■ DATA TO USE:
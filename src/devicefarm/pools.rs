//! Device pool listing
//!
//! Paginated scans over `ListDevicePools`.

use super::api::{DeviceFarmApi, DevicePoolSummary, DevicePoolType, ListDevicePoolsParams};
use anyhow::Result;

/// Name of the curated pool Device Farm creates for every project
pub const TOP_DEVICES_POOL_NAME: &str = "Top Devices";

/// Walk every page of device pools of `pool_type` in `project_arn`, stopping
/// at the first pool for which `visit` returns `Some`.
pub async fn scan_device_pools<C, F, T>(
    client: &C,
    project_arn: &str,
    pool_type: DevicePoolType,
    mut visit: F,
) -> Result<Option<T>>
where
    C: DeviceFarmApi + ?Sized,
    F: FnMut(&DevicePoolSummary) -> Option<T>,
{
    let mut next_token: Option<String> = None;
    let mut pages = 0usize;

    loop {
        let params = ListDevicePoolsParams {
            arn: project_arn.to_string(),
            pool_type,
            next_token: next_token.take(),
        };
        let page = client.list_device_pools(&params).await?;
        pages += 1;

        // Pools that report a different type are skipped; a missing type is trusted
        let found = page
            .device_pools
            .iter()
            .filter(|pool| pool.pool_type.map_or(true, |t| t == pool_type))
            .find_map(&mut visit);
        if let Some(found) = found {
            return Ok(Some(found));
        }

        match page.next_token {
            Some(token) if !token.is_empty() => next_token = Some(token),
            _ => break,
        }
    }

    tracing::debug!("Scanned {} page(s) of device pools for {}", pages, project_arn);
    Ok(None)
}

/// Find the ARN of the first curated pool named exactly `name`
pub async fn find_curated_pool_arn<C>(
    client: &C,
    project_arn: &str,
    name: &str,
) -> Result<Option<String>>
where
    C: DeviceFarmApi + ?Sized,
{
    scan_device_pools(client, project_arn, DevicePoolType::Curated, |pool| {
        (pool.name == name).then(|| pool.arn.clone())
    })
    .await
}

/// Find the "Top Devices" pool of a project
pub async fn find_top_devices_pool_arn<C>(client: &C, project_arn: &str) -> Result<Option<String>>
where
    C: DeviceFarmApi + ?Sized,
{
    let arn = find_curated_pool_arn(client, project_arn, TOP_DEVICES_POOL_NAME).await?;
    if arn.is_none() {
        tracing::warn!("{} device pool not found for {}", TOP_DEVICES_POOL_NAME, project_arn);
    }
    Ok(arn)
}
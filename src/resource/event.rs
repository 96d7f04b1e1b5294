//! Lifecycle events and handler responses
//!
//! Wire shapes exchanged with the provisioning framework. Keys are PascalCase
//! on the wire; envelope fields the handlers do not use are ignored.

use serde::{Deserialize, Serialize};
use serde_json::{Map, Value};
use std::collections::BTreeMap;
use std::fmt;

/// Desired properties of one resource
pub type ResourceProperties = Map<String, Value>;

/// Data key carrying the resource ARN
pub const DATA_ARN: &str = "Arn";

/// Lifecycle request kind
#[derive(Debug, Clone, PartialEq, Eq, Serialize, Deserialize)]
pub enum RequestType {
    Create,
    Update,
    Delete,
    /// Anything else; rejected at dispatch
    #[serde(untagged)]
    Other(String),
}

impl fmt::Display for RequestType {
    fn fmt(&self, f: &mut fmt::Formatter<'_>) -> fmt::Result {
        match self {
            RequestType::Create => write!(f, "Create"),
            RequestType::Update => write!(f, "Update"),
            RequestType::Delete => write!(f, "Delete"),
            RequestType::Other(other) => write!(f, "{}", other),
        }
    }
}

/// A lifecycle event for a single resource
#[derive(Debug, Clone, PartialEq, Serialize, Deserialize)]
#[serde(rename_all = "PascalCase")]
pub struct LifecycleEvent {
    pub request_type: RequestType,
    #[serde(default, skip_serializing_if = "Option::is_none")]
    pub physical_resource_id: Option<String>,
    #[serde(default)]
    pub resource_properties: ResourceProperties,
    #[serde(default, skip_serializing_if = "Option::is_none")]
    pub request_id: Option<String>,
    #[serde(default, skip_serializing_if = "Option::is_none")]
    pub logical_resource_id: Option<String>,
}

impl LifecycleEvent {
    pub fn new(request_type: RequestType, resource_properties: ResourceProperties) -> Self {
        Self {
            request_type,
            physical_resource_id: None,
            resource_properties,
            request_id: None,
            logical_resource_id: None,
        }
    }

    pub fn with_physical_resource_id(mut self, id: &str) -> Self {
        self.physical_resource_id = Some(id.to_string());
        self
    }

    /// Non-empty PhysicalResourceId, if the event carries one
    pub fn existing_id(&self) -> Option<&str> {
        self.physical_resource_id
            .as_deref()
            .filter(|id| !id.trim().is_empty())
    }
}

/// Result returned to the provisioning framework
#[derive(Debug, Clone, PartialEq, Eq, Serialize, Deserialize)]
#[serde(rename_all = "PascalCase")]
pub struct HandlerResponse {
    pub physical_resource_id: String,
    #[serde(default, skip_serializing_if = "BTreeMap::is_empty")]
    pub data: BTreeMap<String, String>,
}

impl HandlerResponse {
    /// Response that only echoes the identifier (Delete)
    pub fn new(physical_resource_id: &str) -> Self {
        Self {
            physical_resource_id: physical_resource_id.to_string(),
            data: BTreeMap::new(),
        }
    }

    /// Response whose data carries the ARN
    pub fn with_arn(arn: &str) -> Self {
        Self::new(arn).with_data(DATA_ARN, arn)
    }

    pub fn with_data(mut self, key: &str, value: &str) -> Self {
        self.data.insert(key.to_string(), value.to_string());
        self
    }

    pub fn data(&self, key: &str) -> Option<&str> {
        self.data.get(key).map(String::as_str)
    }
}
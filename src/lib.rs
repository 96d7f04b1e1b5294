//! Custom resource handlers for AWS Device Farm
//!
//! Provisioning frameworks hand each handler one lifecycle event (Create,
//! Update or Delete) for a project or device pool; the handler validates the
//! desired properties, calls the Device Farm API and returns the resource's
//! identifier and attributes.

pub mod config;
pub mod devicefarm;
pub mod resource;

#[cfg(test)]
mod testing;
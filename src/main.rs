use anyhow::{Context, Result};
use clap::{Parser, ValueEnum};
use devicefarm_resources::config::Config;
use devicefarm_resources::devicefarm::client::DeviceFarmClient;
use devicefarm_resources::resource::device_pool::DevicePoolHandler;
use devicefarm_resources::resource::project::ProjectHandler;
use devicefarm_resources::resource::{LifecycleEvent, ResourceHandler};
use std::io::Read;
use std::path::{Path, PathBuf};
use tracing::Level;
use tracing_subscriber::fmt::writer::MakeWriterExt;

/// Handle one custom resource lifecycle event for AWS Device Farm
#[derive(Parser, Debug)]
#[command(name = "devicefarm-resources", version, about, long_about = None)]
struct Args {
    /// Resource type the event is for
    #[arg(value_enum)]
    resource: ResourceArg,

    /// Event JSON file (reads stdin when omitted or "-")
    #[arg(short, long)]
    event: Option<PathBuf>,

    /// AWS region of the Device Farm endpoint
    #[arg(short, long)]
    region: Option<String>,

    /// Device Farm endpoint override
    #[arg(long)]
    endpoint: Option<String>,

    /// Log level
    #[arg(long, value_enum, default_value = "info")]
    log_level: LogLevel,

    /// Write logs to this file instead of stderr
    #[arg(long)]
    log_file: Option<PathBuf>,
}

#[derive(Debug, Clone, Copy, ValueEnum)]
enum ResourceArg {
    Project,
    DevicePool,
}

#[derive(Debug, Clone, Copy, ValueEnum)]
enum LogLevel {
    Off,
    Error,
    Warn,
    Info,
    Debug,
    Trace,
}

impl LogLevel {
    fn to_tracing_level(self) -> Option<Level> {
        match self {
            LogLevel::Off => None,
            LogLevel::Error => Some(Level::ERROR),
            LogLevel::Warn => Some(Level::WARN),
            LogLevel::Info => Some(Level::INFO),
            LogLevel::Debug => Some(Level::DEBUG),
            LogLevel::Trace => Some(Level::TRACE),
        }
    }
}

fn setup_logging(
    level: LogLevel,
    log_file: Option<&Path>,
) -> Result<Option<tracing_appender::non_blocking::WorkerGuard>> {
    let Some(tracing_level) = level.to_tracing_level() else {
        return Ok(None);
    };

    let (non_blocking, guard) = match log_file {
        Some(path) => {
            if let Some(parent) = path.parent() {
                std::fs::create_dir_all(parent)?;
            }
            let file = std::fs::OpenOptions::new()
                .create(true)
                .append(true)
                .open(path)
                .with_context(|| format!("Failed to open log file {:?}", path))?;
            tracing_appender::non_blocking(file)
        }
        // stdout carries the response, logs go to stderr
        None => tracing_appender::non_blocking(std::io::stderr()),
    };

    tracing_subscriber::fmt()
        .with_max_level(tracing_level)
        .with_writer(non_blocking.with_max_level(tracing_level))
        .with_ansi(false)
        .with_target(true)
        .with_file(true)
        .with_line_number(true)
        .init();

    Ok(Some(guard))
}

fn read_event(path: Option<&Path>) -> Result<LifecycleEvent> {
    let raw = match path {
        Some(path) if path != Path::new("-") => std::fs::read_to_string(path)
            .with_context(|| format!("Failed to read event file {:?}", path))?,
        _ => {
            let mut buf = String::new();
            std::io::stdin()
                .read_to_string(&mut buf)
                .context("Failed to read event from stdin")?;
            buf
        }
    };

    serde_json::from_str(&raw).context("Failed to parse lifecycle event")
}

#[tokio::main(flavor = "current_thread")]
async fn main() -> Result<()> {
    let args = Args::parse();

    let _log_guard = setup_logging(args.log_level, args.log_file.as_deref())?;

    let event = read_event(args.event.as_deref())?;

    let config = Config::load()
        .with_env()
        .with_overrides(args.region.clone(), args.endpoint.clone());
    let client = DeviceFarmClient::new(&config)?;

    let result = match args.resource {
        ResourceArg::Project => ProjectHandler::new(&client).handle(&event).await,
        ResourceArg::DevicePool => DevicePoolHandler::new(&client).handle(&event).await,
    };

    let response = match result {
        Ok(response) => response,
        Err(e) => {
            tracing::error!("{} {:?} failed: {}", event.request_type, args.resource, e);
            return Err(e.into());
        }
    };

    println!("{}", serde_json::to_string(&response)?);
    Ok(())
}
//! Device Farm API surface
//!
//! The operations the resource handlers need from Device Farm, expressed as
//! an async trait so the HTTP client can be swapped for a test double.

use anyhow::Result;
use async_trait::async_trait;
use serde::{Deserialize, Serialize};

/// Device pool type used when listing pools
#[derive(Debug, Clone, Copy, PartialEq, Eq, Serialize, Deserialize)]
#[serde(rename_all = "UPPERCASE")]
pub enum DevicePoolType {
    Curated,
    Private,
}

/// Three-state value for optional fields in update calls
#[derive(Debug, Clone, PartialEq, Eq, Default)]
pub enum FieldUpdate<T> {
    /// Replace the field with this value
    Set(T),
    /// Remove a previously set value
    Clear,
    /// Leave the field as it is
    #[default]
    Unchanged,
}

impl<T> FieldUpdate<T> {
    /// The value to send, if any
    pub fn value(&self) -> Option<&T> {
        match self {
            FieldUpdate::Set(v) => Some(v),
            _ => None,
        }
    }

    pub fn is_clear(&self) -> bool {
        matches!(self, FieldUpdate::Clear)
    }
}

/// A single device pool rule, forwarded to the service verbatim
#[derive(Debug, Clone, PartialEq, Eq, Serialize, Deserialize)]
#[serde(deny_unknown_fields)]
pub struct DevicePoolRule {
    #[serde(alias = "Attribute")]
    pub attribute: String,
    #[serde(alias = "Operator")]
    pub operator: String,
    #[serde(alias = "Value")]
    pub value: String,
}

#[derive(Debug, Clone, PartialEq, Eq, Serialize)]
pub struct CreateProjectParams {
    pub name: String,
}

#[derive(Debug, Clone, PartialEq, Eq, Serialize)]
pub struct UpdateProjectParams {
    pub arn: String,
    pub name: String,
}

#[derive(Debug, Clone, PartialEq, Eq, Serialize)]
#[serde(rename_all = "camelCase")]
pub struct CreateDevicePoolParams {
    pub project_arn: String,
    pub name: String,
    pub rules: Vec<DevicePoolRule>,
    #[serde(skip_serializing_if = "Option::is_none")]
    pub description: Option<String>,
    #[serde(skip_serializing_if = "Option::is_none")]
    pub max_devices: Option<u32>,
}

/// Update call for a device pool.
///
/// `description` and `max_devices` carry three states; the wire form is
/// produced by [`UpdateDevicePoolParams::to_request_body`].
#[derive(Debug, Clone, PartialEq, Eq)]
pub struct UpdateDevicePoolParams {
    pub arn: String,
    pub name: String,
    pub rules: Vec<DevicePoolRule>,
    pub description: FieldUpdate<String>,
    pub max_devices: FieldUpdate<u32>,
}

impl UpdateDevicePoolParams {
    /// Build the JSON body for `UpdateDevicePool`
    pub fn to_request_body(&self) -> serde_json::Value {
        let mut body = serde_json::json!({
            "arn": self.arn,
            "name": self.name,
            "rules": self.rules,
        });
        if let serde_json::Value::Object(ref mut map) = body {
            if let Some(description) = self.description.value() {
                map.insert("description".into(), description.clone().into());
            }
            match &self.max_devices {
                FieldUpdate::Set(n) => {
                    map.insert("maxDevices".into(), (*n).into());
                }
                FieldUpdate::Clear => {
                    map.insert("clearMaxDevices".into(), true.into());
                }
                FieldUpdate::Unchanged => {}
            }
        }
        body
    }
}

#[derive(Debug, Clone, PartialEq, Eq, Serialize)]
#[serde(rename_all = "camelCase")]
pub struct ListDevicePoolsParams {
    pub arn: String,
    #[serde(rename = "type")]
    pub pool_type: DevicePoolType,
    #[serde(skip_serializing_if = "Option::is_none")]
    pub next_token: Option<String>,
}

/// Device pool entry as returned by `ListDevicePools`
#[derive(Debug, Clone, PartialEq, Eq, Deserialize)]
pub struct DevicePoolSummary {
    pub arn: String,
    #[serde(default)]
    pub name: String,
    #[serde(rename = "type", default)]
    pub pool_type: Option<DevicePoolType>,
}

/// One page of `ListDevicePools`
#[derive(Debug, Clone, Default, PartialEq, Eq, Deserialize)]
#[serde(rename_all = "camelCase")]
pub struct DevicePoolPage {
    #[serde(default)]
    pub device_pools: Vec<DevicePoolSummary>,
    #[serde(default)]
    pub next_token: Option<String>,
}

/// Remote operations used by the resource handlers.
///
/// Create calls return the ARN assigned by the service.
#[async_trait]
pub trait DeviceFarmApi: Send + Sync {
    async fn create_project(&self, params: &CreateProjectParams) -> Result<String>;
    async fn update_project(&self, params: &UpdateProjectParams) -> Result<()>;
    async fn delete_project(&self, arn: &str) -> Result<()>;

    async fn create_device_pool(&self, params: &CreateDevicePoolParams) -> Result<String>;
    async fn update_device_pool(&self, params: &UpdateDevicePoolParams) -> Result<()>;
    async fn delete_device_pool(&self, arn: &str) -> Result<()>;

    /// Fetch one page of device pools
    async fn list_device_pools(&self, params: &ListDevicePoolsParams) -> Result<DevicePoolPage>;
}

#[cfg(test)]
mod tests {
    use super::*;
    use serde_json::json;

    fn rule() -> DevicePoolRule {
        DevicePoolRule {
            attribute: "PLATFORM".into(),
            operator: "EQUALS".into(),
            value: "\"ANDROID\"".into(),
        }
    }

    #[test]
    fn update_body_clears_max_devices() {
        let params = UpdateDevicePoolParams {
            arn: "arn:pool".into(),
            name: "pool".into(),
            rules: vec![rule()],
            description: FieldUpdate::Unchanged,
            max_devices: FieldUpdate::Clear,
        };
        let body = params.to_request_body();
        assert_eq!(body["clearMaxDevices"], json!(true));
        assert!(body.get("maxDevices").is_none());
        assert!(body.get("description").is_none());
    }

    #[test]
    fn update_body_sets_max_devices() {
        let params = UpdateDevicePoolParams {
            arn: "arn:pool".into(),
            name: "pool".into(),
            rules: vec![rule()],
            description: FieldUpdate::Set("phones".into()),
            max_devices: FieldUpdate::Set(5),
        };
        let body = params.to_request_body();
        assert_eq!(body["maxDevices"], json!(5));
        assert_eq!(body["description"], json!("phones"));
        assert!(body.get("clearMaxDevices").is_none());
        assert_eq!(body["rules"][0]["attribute"], json!("PLATFORM"));
    }

    #[test]
    fn create_body_omits_absent_optionals() {
        let params = CreateDevicePoolParams {
            project_arn: "arn:project".into(),
            name: "pool".into(),
            rules: vec![rule()],
            description: None,
            max_devices: None,
        };
        let body = serde_json::to_value(&params).unwrap();
        assert_eq!(
            body,
            json!({
                "projectArn": "arn:project",
                "name": "pool",
                "rules": [{"attribute": "PLATFORM", "operator": "EQUALS", "value": "\"ANDROID\""}],
            })
        );
    }

    #[test]
    fn rule_accepts_pascal_case_keys() {
        let parsed: DevicePoolRule = serde_json::from_value(json!({
            "Attribute": "PLATFORM",
            "Operator": "EQUALS",
            "Value": "\"IOS\"",
        }))
        .unwrap();
        assert_eq!(parsed.attribute, "PLATFORM");
        assert_eq!(parsed.value, "\"IOS\"");
    }

    #[test]
    fn page_tolerates_missing_fields() {
        let page: DevicePoolPage = serde_json::from_value(json!({
            "devicePools": [{"arn": "arn:a", "name": "Top Devices", "type": "CURATED"}]
        }))
        .unwrap();
        assert_eq!(page.device_pools.len(), 1);
        assert_eq!(page.device_pools[0].pool_type, Some(DevicePoolType::Curated));
        assert!(page.next_token.is_none());
    }
}
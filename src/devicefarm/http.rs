//! HTTP utilities for Device Farm JSON API calls

use super::auth::SignedHeaders;
use anyhow::{Context, Result};
use reqwest::Client;
use serde_json::Value;
use std::time::Duration;

/// Content type of the AWS JSON 1.1 protocol
pub const CONTENT_TYPE: &str = "application/x-amz-json-1.1";

/// Maximum length of response body to log (to avoid logging sensitive data)
const MAX_LOG_BODY_LENGTH: usize = 200;

/// Sanitize response body for logging
/// Truncates long responses and strips control characters
fn sanitize_for_log(body: &str) -> String {
    let truncated = if body.len() > MAX_LOG_BODY_LENGTH {
        let cut = (0..=MAX_LOG_BODY_LENGTH)
            .rev()
            .find(|i| body.is_char_boundary(*i))
            .unwrap_or(0);
        format!("{}... [truncated, {} bytes total]", &body[..cut], body.len())
    } else {
        body.to_string()
    };

    truncated.replace(|c: char| c.is_control(), "")
}

/// Error returned by the Device Farm API for a non-success status
#[derive(Debug, Clone, PartialEq, Eq, thiserror::Error)]
#[error("Device Farm API request failed: {status} {code}: {message}")]
pub struct RemoteApiError {
    pub status: u16,
    /// Exception name, e.g. `NotFoundException`
    pub code: String,
    pub message: String,
}

impl RemoteApiError {
    fn from_body(status: u16, body: &str) -> Self {
        let parsed: Value = serde_json::from_str(body).unwrap_or(Value::Null);

        // "__type" may be namespaced: "com.amazonaws.devicefarm#NotFoundException"
        let code = parsed
            .get("__type")
            .and_then(|v| v.as_str())
            .map(|t| t.rsplit('#').next().unwrap_or(t).to_string())
            .unwrap_or_else(|| "UnknownError".to_string());
        let message = parsed
            .get("message")
            .or_else(|| parsed.get("Message"))
            .and_then(|v| v.as_str())
            .unwrap_or("no error message returned")
            .to_string();

        Self {
            status,
            code,
            message,
        }
    }
}

/// HTTP client wrapper for Device Farm API calls
#[derive(Clone)]
pub struct DeviceFarmHttpClient {
    client: Client,
}

impl DeviceFarmHttpClient {
    /// Create a new HTTP client
    pub fn new(timeout: Duration) -> Result<Self> {
        let client = Client::builder()
            .user_agent(concat!("devicefarm-resources/", env!("CARGO_PKG_VERSION")))
            .timeout(timeout)
            .build()
            .context("Failed to create HTTP client")?;

        Ok(Self { client })
    }

    /// POST a signed JSON 1.1 request and return the parsed response
    pub async fn post(
        &self,
        url: &str,
        target: &str,
        body: Vec<u8>,
        signed: &SignedHeaders,
    ) -> Result<Value> {
        tracing::debug!("POST {} ({})", url, target);

        let mut request = self
            .client
            .post(url)
            .header("Content-Type", CONTENT_TYPE)
            .header("X-Amz-Target", target)
            .header("X-Amz-Date", &signed.amz_date)
            .header("Authorization", &signed.authorization);

        if let Some(token) = &signed.security_token {
            request = request.header("X-Amz-Security-Token", token);
        }

        let response = request
            .body(body)
            .send()
            .await
            .context("Failed to send request")?;

        let status = response.status();
        let response_body = response
            .text()
            .await
            .context("Failed to read response body")?;

        if !status.is_success() {
            tracing::error!(
                "API error: {} - {}",
                status,
                sanitize_for_log(&response_body)
            );
            return Err(RemoteApiError::from_body(status.as_u16(), &response_body).into());
        }

        // Handle empty response
        if response_body.trim().is_empty() {
            return Ok(Value::Null);
        }

        serde_json::from_str(&response_body).context("Failed to parse response JSON")
    }
}
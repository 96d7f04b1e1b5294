//! Device pool resource
//!
//! Device pools are named sets of device rules scoped to a project.

use super::event::{HandlerResponse, ResourceProperties};
use super::validation::{
    optional_count, optional_string, required_rules, required_string, PropertySchema,
};
use super::{HandlerError, ResourceHandler};
use crate::devicefarm::api::{
    CreateDevicePoolParams, DeviceFarmApi, FieldUpdate, UpdateDevicePoolParams,
};
use async_trait::async_trait;

pub static DEVICE_POOL_SCHEMA: PropertySchema = PropertySchema {
    resource_type: "DevicePool",
    mandatory: &["ProjectArn", "Name", "Rules"],
    known: &[
        "Name",
        "Rules",
        "ProjectArn",
        "Description",
        "MaxDevices",
        "ServiceToken",
    ],
};

/// Handler for Device Farm device pools
pub struct DevicePoolHandler<'a, C: DeviceFarmApi + ?Sized> {
    client: &'a C,
}

impl<'a, C: DeviceFarmApi + ?Sized> DevicePoolHandler<'a, C> {
    pub fn new(client: &'a C) -> Self {
        Self { client }
    }
}

#[async_trait]
impl<'a, C: DeviceFarmApi + ?Sized> ResourceHandler for DevicePoolHandler<'a, C> {
    fn schema(&self) -> &'static PropertySchema {
        &DEVICE_POOL_SCHEMA
    }

    async fn create(&self, properties: &ResourceProperties) -> Result<HandlerResponse, HandlerError> {
        let params = CreateDevicePoolParams {
            project_arn: required_string(properties, "ProjectArn")?,
            name: required_string(properties, "Name")?,
            rules: required_rules(properties, "Rules")?,
            description: optional_string(properties, "Description")?,
            max_devices: optional_count(properties, "MaxDevices")?,
        };

        let arn = self
            .client
            .create_device_pool(&params)
            .await
            .map_err(HandlerError::Remote)?;
        tracing::info!(
            "Created device pool {} in {} ({})",
            params.name,
            params.project_arn,
            arn
        );

        Ok(HandlerResponse::with_arn(&arn))
    }

    async fn update(
        &self,
        arn: &str,
        properties: &ResourceProperties,
    ) -> Result<HandlerResponse, HandlerError> {
        // ProjectArn is validated but cannot be changed in place
        required_string(properties, "ProjectArn")?;

        let description = match optional_string(properties, "Description")? {
            Some(description) => FieldUpdate::Set(description),
            None => FieldUpdate::Unchanged,
        };
        // An absent limit must clear the old one, not keep it
        let max_devices = match optional_count(properties, "MaxDevices")? {
            Some(n) => FieldUpdate::Set(n),
            None => FieldUpdate::Clear,
        };

        let params = UpdateDevicePoolParams {
            arn: arn.to_string(),
            name: required_string(properties, "Name")?,
            rules: required_rules(properties, "Rules")?,
            description,
            max_devices,
        };

        self.client
            .update_device_pool(&params)
            .await
            .map_err(HandlerError::Remote)?;
        tracing::info!("Updated device pool {}", arn);

        Ok(HandlerResponse::with_arn(arn))
    }

    async fn delete(&self, arn: &str) -> Result<HandlerResponse, HandlerError> {
        self.client
            .delete_device_pool(arn)
            .await
            .map_err(HandlerError::Remote)?;
        tracing::info!("Deleted device pool {}", arn);

        Ok(HandlerResponse::new(arn))
    }
}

■ BRIEF:
Return, exactly, the lines from the first line of the records above to the line containing "for every project", both included.

■ ANSWER TO THIS EXERCISE:
filename src/devicefarm/pools.rs
//! Device pool listing
//!
//! Paginated scans over `ListDevicePools`.

use super::api::{DeviceFarmApi, DevicePoolSummary, DevicePoolType, ListDevicePoolsParams};
use anyhow::Result;

/// Name of the curated pool Device Farm creates for every project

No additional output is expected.